TASK TO CARRY OUT — Using the records below, quote only the span that opens with the line containing "let registry = Arc::clone(&registry);" and closes with the line containing "created.fetch_add(1, Ordering::SeqCst);", exactly and inclusively.

Saved data entries
* * * * * * *

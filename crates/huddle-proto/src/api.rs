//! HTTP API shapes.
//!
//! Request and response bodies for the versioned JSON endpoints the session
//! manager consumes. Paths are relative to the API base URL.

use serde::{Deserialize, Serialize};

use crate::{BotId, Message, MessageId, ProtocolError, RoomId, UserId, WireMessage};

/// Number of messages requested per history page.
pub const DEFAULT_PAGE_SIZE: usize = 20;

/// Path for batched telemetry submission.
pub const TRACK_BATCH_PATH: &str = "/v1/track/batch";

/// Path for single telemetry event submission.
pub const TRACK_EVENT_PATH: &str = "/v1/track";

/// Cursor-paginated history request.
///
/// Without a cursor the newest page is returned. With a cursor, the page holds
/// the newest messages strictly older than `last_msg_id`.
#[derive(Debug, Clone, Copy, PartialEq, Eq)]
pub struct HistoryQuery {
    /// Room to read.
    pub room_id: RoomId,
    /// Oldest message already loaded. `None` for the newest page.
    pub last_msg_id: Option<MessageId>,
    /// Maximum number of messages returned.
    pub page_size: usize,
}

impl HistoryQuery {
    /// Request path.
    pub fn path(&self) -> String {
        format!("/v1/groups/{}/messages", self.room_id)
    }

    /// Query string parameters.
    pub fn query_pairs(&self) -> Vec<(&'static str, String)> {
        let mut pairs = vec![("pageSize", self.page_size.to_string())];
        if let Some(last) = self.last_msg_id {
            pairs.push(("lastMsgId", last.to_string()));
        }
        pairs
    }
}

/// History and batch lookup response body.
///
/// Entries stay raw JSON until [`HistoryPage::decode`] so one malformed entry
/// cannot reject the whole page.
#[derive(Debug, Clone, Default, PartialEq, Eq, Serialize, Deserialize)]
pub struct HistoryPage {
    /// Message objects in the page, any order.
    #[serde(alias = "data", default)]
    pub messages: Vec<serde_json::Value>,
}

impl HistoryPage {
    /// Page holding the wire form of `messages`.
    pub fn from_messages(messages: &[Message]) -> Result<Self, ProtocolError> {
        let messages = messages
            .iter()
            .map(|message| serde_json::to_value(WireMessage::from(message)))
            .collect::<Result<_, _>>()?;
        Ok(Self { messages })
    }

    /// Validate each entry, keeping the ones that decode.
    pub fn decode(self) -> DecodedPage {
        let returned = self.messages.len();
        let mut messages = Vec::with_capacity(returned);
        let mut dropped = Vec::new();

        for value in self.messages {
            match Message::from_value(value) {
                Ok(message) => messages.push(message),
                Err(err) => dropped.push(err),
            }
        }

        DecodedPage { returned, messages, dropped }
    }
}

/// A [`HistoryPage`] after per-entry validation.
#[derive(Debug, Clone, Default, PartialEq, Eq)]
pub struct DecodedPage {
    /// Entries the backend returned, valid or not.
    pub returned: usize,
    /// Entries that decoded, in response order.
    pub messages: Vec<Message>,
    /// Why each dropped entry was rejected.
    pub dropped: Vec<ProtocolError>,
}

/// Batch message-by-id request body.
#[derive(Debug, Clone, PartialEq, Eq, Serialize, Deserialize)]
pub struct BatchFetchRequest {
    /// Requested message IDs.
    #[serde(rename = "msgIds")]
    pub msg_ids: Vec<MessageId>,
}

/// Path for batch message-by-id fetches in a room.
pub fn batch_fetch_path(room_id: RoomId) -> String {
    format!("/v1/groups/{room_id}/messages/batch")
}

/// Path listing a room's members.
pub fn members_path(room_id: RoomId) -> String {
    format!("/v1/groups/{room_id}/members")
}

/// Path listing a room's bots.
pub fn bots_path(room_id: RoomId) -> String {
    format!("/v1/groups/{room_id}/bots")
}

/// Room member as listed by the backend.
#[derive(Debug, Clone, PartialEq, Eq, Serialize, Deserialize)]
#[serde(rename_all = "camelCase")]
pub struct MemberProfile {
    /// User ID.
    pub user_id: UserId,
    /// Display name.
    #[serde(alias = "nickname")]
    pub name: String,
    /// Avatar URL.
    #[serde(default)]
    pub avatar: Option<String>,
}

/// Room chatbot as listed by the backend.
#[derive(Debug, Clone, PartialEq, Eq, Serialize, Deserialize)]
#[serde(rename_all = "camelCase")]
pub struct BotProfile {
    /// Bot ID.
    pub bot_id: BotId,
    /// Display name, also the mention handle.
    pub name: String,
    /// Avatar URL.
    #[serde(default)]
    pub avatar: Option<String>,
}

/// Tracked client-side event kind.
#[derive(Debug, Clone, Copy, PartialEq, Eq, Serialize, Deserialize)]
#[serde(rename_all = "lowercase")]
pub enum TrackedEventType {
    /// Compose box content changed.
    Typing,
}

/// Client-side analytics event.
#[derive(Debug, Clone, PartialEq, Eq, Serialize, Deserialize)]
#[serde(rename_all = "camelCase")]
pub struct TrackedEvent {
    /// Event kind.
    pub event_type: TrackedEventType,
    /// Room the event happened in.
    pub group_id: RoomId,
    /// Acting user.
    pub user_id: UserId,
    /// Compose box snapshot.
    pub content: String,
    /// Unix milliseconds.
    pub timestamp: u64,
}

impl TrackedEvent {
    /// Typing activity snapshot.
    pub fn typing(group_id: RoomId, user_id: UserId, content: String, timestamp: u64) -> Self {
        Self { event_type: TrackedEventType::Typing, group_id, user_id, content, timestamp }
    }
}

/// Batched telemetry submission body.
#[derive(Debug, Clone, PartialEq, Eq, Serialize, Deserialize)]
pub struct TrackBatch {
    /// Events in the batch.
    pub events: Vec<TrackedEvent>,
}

* * * * * * *

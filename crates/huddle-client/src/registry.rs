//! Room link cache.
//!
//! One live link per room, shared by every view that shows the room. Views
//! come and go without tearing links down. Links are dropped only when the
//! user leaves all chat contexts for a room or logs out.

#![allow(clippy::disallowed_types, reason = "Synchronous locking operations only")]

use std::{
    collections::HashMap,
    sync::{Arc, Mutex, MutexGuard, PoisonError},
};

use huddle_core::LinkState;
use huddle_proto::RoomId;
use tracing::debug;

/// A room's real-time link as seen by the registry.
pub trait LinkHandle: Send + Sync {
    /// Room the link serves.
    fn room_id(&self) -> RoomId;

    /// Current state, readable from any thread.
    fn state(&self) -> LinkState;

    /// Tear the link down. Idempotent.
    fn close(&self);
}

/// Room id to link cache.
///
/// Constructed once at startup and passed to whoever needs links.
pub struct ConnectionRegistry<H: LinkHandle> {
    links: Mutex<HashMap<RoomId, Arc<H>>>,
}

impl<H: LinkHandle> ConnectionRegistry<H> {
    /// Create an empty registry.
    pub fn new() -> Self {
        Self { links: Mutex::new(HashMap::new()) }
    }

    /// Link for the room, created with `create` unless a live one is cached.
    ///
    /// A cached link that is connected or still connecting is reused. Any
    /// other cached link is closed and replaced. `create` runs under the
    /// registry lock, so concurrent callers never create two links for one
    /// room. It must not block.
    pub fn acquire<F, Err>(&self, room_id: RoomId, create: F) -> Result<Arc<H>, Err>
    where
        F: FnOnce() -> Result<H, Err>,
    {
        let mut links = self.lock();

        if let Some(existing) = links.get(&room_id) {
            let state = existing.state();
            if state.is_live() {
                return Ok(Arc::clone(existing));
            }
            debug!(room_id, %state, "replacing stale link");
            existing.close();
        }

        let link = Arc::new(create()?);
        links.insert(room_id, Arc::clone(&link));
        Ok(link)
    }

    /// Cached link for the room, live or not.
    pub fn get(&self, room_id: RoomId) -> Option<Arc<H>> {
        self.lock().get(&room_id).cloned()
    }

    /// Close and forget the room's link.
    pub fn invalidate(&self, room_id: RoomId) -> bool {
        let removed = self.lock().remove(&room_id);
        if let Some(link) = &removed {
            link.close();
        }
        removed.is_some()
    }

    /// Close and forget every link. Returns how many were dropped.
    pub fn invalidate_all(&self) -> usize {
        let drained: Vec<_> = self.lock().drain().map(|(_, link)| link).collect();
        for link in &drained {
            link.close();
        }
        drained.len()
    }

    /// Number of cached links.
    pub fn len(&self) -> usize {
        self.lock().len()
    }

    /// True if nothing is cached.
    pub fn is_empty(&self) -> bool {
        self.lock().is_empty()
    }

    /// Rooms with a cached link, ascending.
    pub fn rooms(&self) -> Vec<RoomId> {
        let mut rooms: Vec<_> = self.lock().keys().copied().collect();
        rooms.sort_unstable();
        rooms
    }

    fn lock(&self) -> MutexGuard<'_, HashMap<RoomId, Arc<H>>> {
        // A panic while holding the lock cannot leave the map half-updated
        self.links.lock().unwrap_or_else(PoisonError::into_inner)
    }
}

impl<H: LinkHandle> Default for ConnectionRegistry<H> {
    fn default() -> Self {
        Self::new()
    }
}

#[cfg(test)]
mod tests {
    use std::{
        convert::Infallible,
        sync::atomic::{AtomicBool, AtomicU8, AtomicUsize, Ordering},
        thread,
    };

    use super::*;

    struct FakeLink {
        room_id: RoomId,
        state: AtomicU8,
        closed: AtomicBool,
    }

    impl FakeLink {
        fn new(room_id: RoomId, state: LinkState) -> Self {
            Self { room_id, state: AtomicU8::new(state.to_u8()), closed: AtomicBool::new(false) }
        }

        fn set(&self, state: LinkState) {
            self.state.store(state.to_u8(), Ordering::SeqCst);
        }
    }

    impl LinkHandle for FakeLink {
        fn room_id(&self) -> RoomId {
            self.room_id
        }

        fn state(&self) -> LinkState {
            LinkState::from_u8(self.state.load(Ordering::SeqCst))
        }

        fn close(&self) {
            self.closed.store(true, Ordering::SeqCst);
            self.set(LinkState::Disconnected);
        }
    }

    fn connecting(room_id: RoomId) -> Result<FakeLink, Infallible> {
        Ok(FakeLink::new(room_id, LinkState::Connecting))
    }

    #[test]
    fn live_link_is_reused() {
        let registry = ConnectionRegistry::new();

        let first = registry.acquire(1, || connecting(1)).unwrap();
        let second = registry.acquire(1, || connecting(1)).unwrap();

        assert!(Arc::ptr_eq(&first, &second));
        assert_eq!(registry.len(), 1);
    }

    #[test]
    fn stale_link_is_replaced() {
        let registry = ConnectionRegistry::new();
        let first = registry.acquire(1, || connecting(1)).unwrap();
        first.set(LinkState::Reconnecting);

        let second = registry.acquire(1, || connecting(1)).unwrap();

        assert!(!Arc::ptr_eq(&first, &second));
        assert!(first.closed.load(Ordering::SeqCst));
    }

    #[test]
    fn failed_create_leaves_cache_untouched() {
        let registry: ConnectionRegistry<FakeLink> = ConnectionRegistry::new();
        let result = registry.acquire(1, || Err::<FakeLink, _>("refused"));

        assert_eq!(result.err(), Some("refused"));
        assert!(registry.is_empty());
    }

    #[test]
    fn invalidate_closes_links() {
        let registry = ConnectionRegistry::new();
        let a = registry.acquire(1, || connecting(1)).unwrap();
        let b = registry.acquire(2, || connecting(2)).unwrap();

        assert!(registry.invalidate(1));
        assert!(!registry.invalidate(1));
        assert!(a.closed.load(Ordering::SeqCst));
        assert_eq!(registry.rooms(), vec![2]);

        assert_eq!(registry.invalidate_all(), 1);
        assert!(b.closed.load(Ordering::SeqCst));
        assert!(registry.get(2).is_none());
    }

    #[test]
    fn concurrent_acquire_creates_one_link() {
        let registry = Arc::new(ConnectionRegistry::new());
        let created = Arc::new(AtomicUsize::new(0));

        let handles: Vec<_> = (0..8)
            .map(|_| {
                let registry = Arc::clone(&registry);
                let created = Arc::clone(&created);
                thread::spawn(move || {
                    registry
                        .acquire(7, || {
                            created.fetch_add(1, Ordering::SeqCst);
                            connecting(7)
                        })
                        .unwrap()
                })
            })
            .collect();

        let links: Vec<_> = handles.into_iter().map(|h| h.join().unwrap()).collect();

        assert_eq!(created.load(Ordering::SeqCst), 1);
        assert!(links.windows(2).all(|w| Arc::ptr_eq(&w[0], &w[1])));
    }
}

* * * * * * *

ANSWER AREA —
                let registry = Arc::clone(&registry);
                let created = Arc::clone(&created);
                thread::spawn(move || {
                    registry
                        .acquire(7, || {
                            created.fetch_add(1, Ordering::SeqCst);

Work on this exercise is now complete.